//! Reputation weight vector.

use std::collections::HashMap;

use swarmoracle_storage::{AgentId, Snapshot};

/// Per-agent accuracy bonus scale.
const ACCURACY_BONUS_FACTOR: f64 = 0.5;
/// Answers needed to max out the experience bonus.
const EXPERIENCE_DIVISOR: f64 = 100.0;
/// Experience bonus ceiling.
const EXPERIENCE_BONUS_CAP: f64 = 0.3;
/// Hard ceiling on any single agent's reputation weight.
const REPUTATION_WEIGHT_CAP: f64 = 2.0;

/// Compute the reputation weight for every answering agent.
///
/// `W_rep = min(rep/ΣR + accuracy·0.5 + min(total/100, 0.3), 2.0)`. When the
/// pool's total reputation is zero, every weight is zero: a swarm with no
/// track record carries no reputation signal.
pub fn reputation_weights(snapshot: &Snapshot) -> HashMap<AgentId, f64> {
    let total: f64 = snapshot
        .answers
        .iter()
        .map(|view| view.agent.reputation_score)
        .sum();

    snapshot
        .answers
        .iter()
        .map(|view| {
            let agent = &view.agent;
            let weight = if total > 0.0 {
                let base = agent.reputation_score / total;
                let accuracy_bonus = agent.accuracy_rate * ACCURACY_BONUS_FACTOR;
                let experience_bonus =
                    (agent.total_answers as f64 / EXPERIENCE_DIVISOR).min(EXPERIENCE_BONUS_CAP);
                (base + accuracy_bonus + experience_bonus).min(REPUTATION_WEIGHT_CAP)
            } else {
                0.0
            };
            (agent.id, weight)
        })
        .collect()
}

### WORK TO BE COMPLETED:
Copy every line of the listing, exact to the last character.

### ANSWER BOX:
//! Reputation weight vector.

use std::collections::HashMap;

use swarmoracle_storage::{AgentId, Snapshot};

/// Per-agent accuracy bonus scale.
const ACCURACY_BONUS_FACTOR: f64 = 0.5;
/// Answers needed to max out the experience bonus.
const EXPERIENCE_DIVISOR: f64 = 100.0;
/// Experience bonus ceiling.
const EXPERIENCE_BONUS_CAP: f64 = 0.3;
/// Hard ceiling on any single agent's reputation weight.
const REPUTATION_WEIGHT_CAP: f64 = 2.0;

/// Compute the reputation weight for every answering agent.
///
/// `W_rep = min(rep/ΣR + accuracy·0.5 + min(total/100, 0.3), 2.0)`. When the
/// pool's total reputation is zero, every weight is zero: a swarm with no
/// track record carries no reputation signal.
pub fn reputation_weights(snapshot: &Snapshot) -> HashMap<AgentId, f64> {
    let total: f64 = snapshot
        .answers
        .iter()
        .map(|view| view.agent.reputation_score)
        .sum();

    snapshot
        .answers
        .iter()
        .map(|view| {
            let agent = &view.agent;
            let weight = if total > 0.0 {
                let base = agent.reputation_score / total;
                let accuracy_bonus = agent.accuracy_rate * ACCURACY_BONUS_FACTOR;
                let experience_bonus =
                    (agent.total_answers as f64 / EXPERIENCE_DIVISOR).min(EXPERIENCE_BONUS_CAP);
                (base + accuracy_bonus + experience_bonus).min(REPUTATION_WEIGHT_CAP)
            } else {
                0.0
            };
            (agent.id, weight)
        })
        .collect()
}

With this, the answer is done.